Exercise Is Healthy, but Does It Make You Live Longer?
As 10,000 baby boomers a day turn 65, health officials are bracing themselves for a tsunami of chronic ills, from arthritis to osteoporosis. Yet a growing body of evidence shows that regular exercise can delay or prevent many age-related ailments, even among longtime couch potatoes.
"There's compelling data that older individuals participating in exercise programs show dramatic improvement in function and abilities," says Cedric Bryant, chief science officer for the American Council on Exercise in San Diego. In fact, experts suggest that many ills once attributed to normal aging are now being viewed as a result of chronic inactivity.

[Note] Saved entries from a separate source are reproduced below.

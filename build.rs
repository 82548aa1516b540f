//! Build script to generate the embedded sample lexicon
//!
//! Reads the sample word list and generates Rust source code with a const array.

use std::env;
use std::fs;
use std::io::Write;
use std::path::Path;

fn main() {
    let out_dir = env::var("OUT_DIR").unwrap();

    generate_word_list(
        "data/sample.txt",
        &Path::new(&out_dir).join("sample.rs"),
        "SAMPLE",
        "Small sample lexicon of five-letter words with several ladders",
    );

    // Rebuild if the word list changes
    println!("cargo:rerun-if-changed=data/sample.txt");
}

fn generate_word_list(input_path: &str, output_path: &Path, const_name: &str, doc_comment: &str) {
    let content = fs::read_to_string(input_path)
        .unwrap_or_else(|e| panic!("Failed to read {input_path}: {e}"));

    let words: Vec<&str> = content
        .lines()
        .map(str::trim)
        .filter(|line| !line.is_empty())
        .collect();
    let count = words.len();

    let mut output = fs::File::create(output_path)
        .unwrap_or_else(|e| panic!("Failed to create {}: {e}", output_path.display()));

    writeln!(output, "// Generated word list").unwrap();
    writeln!(output, "//").unwrap();
    writeln!(output, "// {doc_comment}").unwrap();
    writeln!(output).unwrap();
    writeln!(output, "/// {doc_comment}").unwrap();
    writeln!(output, "pub const {const_name}: &[&str] = &[").unwrap();

    for word in words {
        writeln!(output, "    \"{word}\",").unwrap();
    }

    writeln!(output, "];").unwrap();
    writeln!(output).unwrap();
    writeln!(output, "/// Number of words in {const_name}").unwrap();
    writeln!(output, "pub const {const_name}_COUNT: usize = {count};").unwrap();
}
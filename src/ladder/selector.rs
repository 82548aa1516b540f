//! Ladder deduplication, filtering and ordering
//!
//! Turns the raw enumeration into the final ladder list:
//! 1. Keep the shortest ladder per ordered (first, last) pair
//! 2. Drop single-step ladders
//! 3. Drop ladders that keep their leading letter
//! 4. Sort by length, then by first word

use super::config::SelectionConfig;
use crate::core::{EndpointKey, Ladder};
use rustc_hash::FxHashMap;
use std::cmp::Ordering;

/// Shortest known ladder per endpoint pair
///
/// Ties keep the ladder seen first. Iteration order is the order in which
/// each endpoint pair was first seen.
#[derive(Debug, Default)]
pub struct LadderIndex {
    slots: FxHashMap<EndpointKey, usize>,
    ladders: Vec<Ladder>,
}

impl LadderIndex {
    #[must_use]
    pub fn new() -> Self {
        Self::default()
    }

    /// Offer a ladder to the index
    ///
    /// Returns true if it was stored, either as a new pair or as a strictly
    /// shorter replacement.
    pub fn insert(&mut self, ladder: Ladder) -> bool {
        match self.slots.get(&ladder.endpoints()) {
            Some(&slot) => {
                if ladder.len() < self.ladders[slot].len() {
                    self.ladders[slot] = ladder;
                    true
                } else {
                    false
                }
            }
            None => {
                self.slots.insert(ladder.endpoints(), self.ladders.len());
                self.ladders.push(ladder);
                true
            }
        }
    }

    #[must_use]
    pub fn get(&self, key: &EndpointKey) -> Option<&Ladder> {
        self.slots.get(key).map(|&slot| &self.ladders[slot])
    }

    #[must_use]
    pub fn len(&self) -> usize {
        self.ladders.len()
    }

    #[must_use]
    pub fn is_empty(&self) -> bool {
        self.ladders.is_empty()
    }

    /// Surviving ladders in first-seen pair order
    #[must_use]
    pub fn into_ladders(self) -> Vec<Ladder> {
        self.ladders
    }
}

impl FromIterator<Ladder> for LadderIndex {
    fn from_iter<I: IntoIterator<Item = Ladder>>(iter: I) -> Self {
        let mut index = Self::new();
        for ladder in iter {
            index.insert(ladder);
        }
        index
    }
}

/// Keep only the shortest ladder for each ordered endpoint pair
#[must_use]
pub fn dedup_by_endpoints<I: IntoIterator<Item = Ladder>>(ladders: I) -> Vec<Ladder> {
    ladders.into_iter().collect::<LadderIndex>().into_ladders()
}

/// True if the ladder passes the configured interest filters
#[must_use]
pub fn is_interesting(ladder: &Ladder, config: &SelectionConfig) -> bool {
    if config.skip_single_step && ladder.len() == 2 {
        return false;
    }
    if config.require_first_letter_change && ladder.keeps_first_letter() {
        return false;
    }
    true
}

/// Ordering used for the final output: length, then first word
#[must_use]
pub fn compare_ladders(a: &Ladder, b: &Ladder) -> Ordering {
    a.len()
        .cmp(&b.len())
        .then_with(|| a.first().cmp(b.first()))
}

/// Sort ladders by length, then lexicographically by first word
///
/// The sort is stable, so ladders equal on both keys keep their relative order.
pub fn sort_ladders(ladders: &mut [Ladder]) {
    ladders.sort_by(compare_ladders);
}

/// Run deduplication, filtering and sorting in order
///
/// # Examples
/// ```
/// use word_ladders::core::{Ladder, Word};
/// use word_ladders::ladder::{SelectionConfig, select};
///
/// let ladder = |words: &[&str]| {
///     Ladder::from_words(words.iter().map(|&w| Word::new(w)).collect()).unwrap()
/// };
/// let raw = vec![
///     ladder(&["hello", "cello", "jello"]),
///     ladder(&["hello", "jello"]),
///     ladder(&["cello", "hello", "jello"]),
/// ];
///
/// let selected = select(raw, &SelectionConfig::default());
/// assert_eq!(selected.len(), 1);
/// assert_eq!(selected[0].to_string(), "cello → hello → jello");
/// ```
#[must_use]
pub fn select<I: IntoIterator<Item = Ladder>>(ladders: I, config: &SelectionConfig) -> Vec<Ladder> {
    let mut selected: Vec<Ladder> = dedup_by_endpoints(ladders)
        .into_iter()
        .filter(|ladder| is_interesting(ladder, config))
        .collect();
    sort_ladders(&mut selected);
    selected
}
//! Word list loading utilities
//!
//! Reads raw records from a file and selects the fixed-length words the graph is built from.

use crate::core::Word;
use std::fs;
use std::io;
use std::path::Path;

/// Load raw records from a file
///
/// Records are separated by `\r\n` or `\n`. Nothing else is touched: no trimming,
/// no case folding, empty records are kept (they never match a positive length).
/// The file is read as raw bytes, so a word list in another encoding still loads;
/// individual records that are not valid UTF-8 are skipped.
///
/// # Errors
///
/// Returns an I/O error if the file cannot be read.
///
/// # Examples
/// ```no_run
/// use word_ladders::wordlists::loader::{filter_by_length, load_records};
///
/// let records = load_records("words.txt").unwrap();
/// let words = filter_by_length(&records, 5);
/// println!("Loaded {} five-letter words", words.len());
/// ```
pub fn load_records<P: AsRef<Path>>(path: P) -> io::Result<Vec<String>> {
    let content = fs::read(path)?;
    Ok(split_records(&content))
}

/// Split raw bytes into records on line terminators
///
/// A trailing terminator does not produce an empty final record. Records
/// that are not valid UTF-8 are dropped.
#[must_use]
pub fn split_records(content: &[u8]) -> Vec<String> {
    let content = content.strip_suffix(b"\n").unwrap_or(content);
    if content.is_empty() {
        return Vec::new();
    }

    content
        .split(|&byte| byte == b'\n')
        .map(|record| record.strip_suffix(b"\r").unwrap_or(record))
        .filter_map(|record| std::str::from_utf8(record).ok())
        .map(str::to_string)
        .collect()
}

/// Select records whose byte length equals `length`, preserving order
///
/// # Examples
/// ```
/// use word_ladders::wordlists::loader::filter_by_length;
///
/// let words = filter_by_length(&["hello", "hi", "jello"], 5);
/// assert_eq!(words.len(), 2);
/// assert_eq!(words[1].text(), "jello");
/// ```
#[must_use]
pub fn filter_by_length<S: AsRef<str>>(records: &[S], length: usize) -> Vec<Word> {
    records
        .iter()
        .map(AsRef::as_ref)
        .filter(|record| record.len() == length)
        .map(Word::new)
        .collect()
}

Despite this promising message, fewer than 5 percent of seniors follow the recommended guidelines for physical fitness (30 minutes of moderately intense exercise on most days). "Levels of activity in people 65 and older haven't budged in decades," says Miriam Nelson, director of the John Hancock Research Center on Physical Activity, Nutrition, and Obesity Prevention at Tufts University in Medford, Mass.
Even if they've never exercised, the middle-aged and older can still benefit by beginning now. Experts say sedentary people will actually fare better in percentage gains relative to active people, since they're starting from zero. "It doesn't matter how old you are," says Colin Milner, founder and CEO of the International Council on Active Aging in Vancouver, British Columbia. "It's never too late to start exercising." [Read more: Exercise Is Healthy, but Does It Make You Live Longer?]
Your Guide to Exercising Through the Ages
What's the golden ticket to living well into your golden years? A lifelong exercise program, says Pamela Peeke, assistant professor of medicine at the University of Maryland School of Medicine. Specifically, a program that adapts to your physiological needs as you age. "Exercise is age-specific," says Peeke, author of Fit to Live and Body-for-LIFE for Women. "And you want to start as young as possible."
If you wait until age 65 to start exercising, you'll still benefit somewhat: Research has shown that you can, indeed, take steps to reverse the effects of inactivity later in life, and with considerable success. But why take the hard route? Fitness is like retirement savings, Peeke suggests: Wait until later to start socking away "body currency," and you'll get much less bang for your buck. You'll be trying to amass strength and endurance just as your energy and lean muscle mass have dwindled.
But start with a simple, well-rounded fitness plan now, and modest upkeep can take you spryly into your 60s, 70s, 80s and beyond. All you have to do is stay consistent. "I've seen 100-year-olds who are more active than some 20-year-olds," Peeke says. However, most people neglect their fitness regimens as they get older: Only 30 percent of people ages 45 to 64, 25 percent of 65- to 74-year-olds, and 11 percent of people 85 and older say they exercise regularly, according to a recent study by the National Institutes of Health (NIH). [Read more: Your Guide to Exercising Through the Ages]
Angela Haupt is a health reporter for U.S. News & World Report. You can follow her on Twitter or reach her at email@example.com.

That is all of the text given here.